Abstract
In this study, near infrared spectroscopy (NIRS) was used to measure activity in Broca’s area during a visual short-term memory task in young and older adults, comparing brain activity during three types of stimuli (numbers, easy-to-name shapes, and hard-to-name shapes) and examining how additive language functions are involved. We hypothesized that the Broca’s area would be activated in both age groups when memorizing numbers, but not when memorizing hard-to-name shapes. The results showed that visual memory capacity is reduced in the elderly, but not when easy-to-name stimuli are used. This indicates that adding a verbal function to the input of visual information by the elderly seemingly suppresses the effects of aging on memory capacity. This result indicates that the addition of verbal functions may complement other types of cognitive functions that have declined.

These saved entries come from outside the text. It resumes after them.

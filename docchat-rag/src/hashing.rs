//! Offline embedding provider based on feature hashing.
//!
//! [`HashingEmbeddingProvider`] needs no model or network access. Each
//! lowercase alphanumeric token is hashed with FNV-1a into one of
//! `dimensions` buckets and the bucket counts are L2-normalised, so texts
//! sharing words have a high cosine similarity. Useful for demos, tests and
//! air-gapped deployments where lexical matching is good enough.

use async_trait::async_trait;

use crate::embedding::EmbeddingProvider;
use crate::error::{RagError, Result};

const FNV_OFFSET: u64 = 0xcbf2_9ce4_8422_2325;
const FNV_PRIME: u64 = 0x0000_0100_0000_01b3;

/// A deterministic bag-of-words embedder.
///
/// # Example
///
/// ```rust,ignore
/// use docchat_rag::HashingEmbeddingProvider;
///
/// let provider = HashingEmbeddingProvider::new(256)?;
/// let embedding = provider.embed("Paris is the capital of France").await?;
/// ```
#[derive(Debug, Clone)]
pub struct HashingEmbeddingProvider {
    dimensions: usize,
}

impl HashingEmbeddingProvider {
    /// Create a provider producing vectors with `dimensions` components.
    ///
    /// # Errors
    ///
    /// Returns [`RagError::InvalidParameters`] if `dimensions` is zero.
    pub fn new(dimensions: usize) -> Result<Self> {
        if dimensions == 0 {
            return Err(RagError::InvalidParameters("dimensions must be greater than zero".into()));
        }
        Ok(Self { dimensions })
    }

    fn bucket(&self, token: &str) -> usize {
        let hash = token
            .bytes()
            .fold(FNV_OFFSET, |acc, b| (acc ^ u64::from(b)).wrapping_mul(FNV_PRIME));
        (hash % self.dimensions as u64) as usize
    }
}

impl Default for HashingEmbeddingProvider {
    fn default() -> Self {
        Self { dimensions: 256 }
    }
}

#[async_trait]
impl EmbeddingProvider for HashingEmbeddingProvider {
    async fn embed(&self, text: &str) -> Result<Vec<f32>> {
        let mut embedding = vec![0.0f32; self.dimensions];
        let mut tokens = 0usize;
        for token in text.split(|c: char| !c.is_alphanumeric()).filter(|t| !t.is_empty()) {
            embedding[self.bucket(&token.to_lowercase())] += 1.0;
            tokens += 1;
        }

        if tokens == 0 {
            return Err(RagError::InvalidInput {
                provider: "Hashing".into(),
                message: "text contains no alphanumeric tokens".into(),
            });
        }

        let norm: f32 = embedding.iter().map(|x| x * x).sum::<f32>().sqrt();
        embedding.iter_mut().for_each(|x| *x /= norm);
        Ok(embedding)
    }

    fn dimensions(&self) -> usize {
        self.dimensions
    }
}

In studies of cognition and aging, it is generally considered that aging primarily affects the long-term memory and that it has little impact on the short-term memory (Nyberg et al., 2012; Park et al., 2002). However, as demonstrated by a study by Kunimi and Matsukawa (2009) elderly individuals have poorer short-term retention of matrix patterns immediately after display if the shapes are difficult to name. Kunimi (2010) examined how various properties of stimulus affect the impact of aging by comparing the memory capacity for visual stimuli that does or does not allow verbal encoding by different age groups. The study demonstrated that age only affected the memory capacity for shapes that are difficult to name, and that age did not affect the memory capacity if the shapes are easy to name. This demonstrates that while the visual short-term memory capacity is reduced in the elderly population, the impact of aging was seemingly suppressed if the visual stimuli is aided by verbal encoding or articulatory rehearsal. However, the role of these “additional verbal functions” is only hypothetical as it has not been examined experimentally. In the present study, we aim to provide neuroscientific evidence to support this hypothesis. Previous studies in the field of neuroscience demonstrated that the left inferior frontal gyrus (Brodmann area 44, Broca’s area) is involved in articulatory rehearsal (Ishkhanyan et al., 2020; Rogalsky & Hickok, 2011). Furthermore, studies using functional magnetic resonance imaging (fMRI) demonstrated that the activity level of the same region is elevated during semantic encoding of stimuli (Demb et al., 1995). In the present study, we used near infrared spectroscopy (NIRS) to measure the activity in Broca’s area during visual short-term memory tasks in younger and older subjects. Using three types of stimuli (numbers, shapes that are easy to name, shapes that are difficult to name), we compared the brain activities to determine how the additional verbal functions are involved in the process. We hypothesized that in both age groups, Broca’s area would be activated when memorizing numbers but not when memorizing shapes that are difficult to name. We also hypothesized that Broca’s area would be activated in the older subjects when memorizing shapes that are easy to name as they would employ the additional verbal functions.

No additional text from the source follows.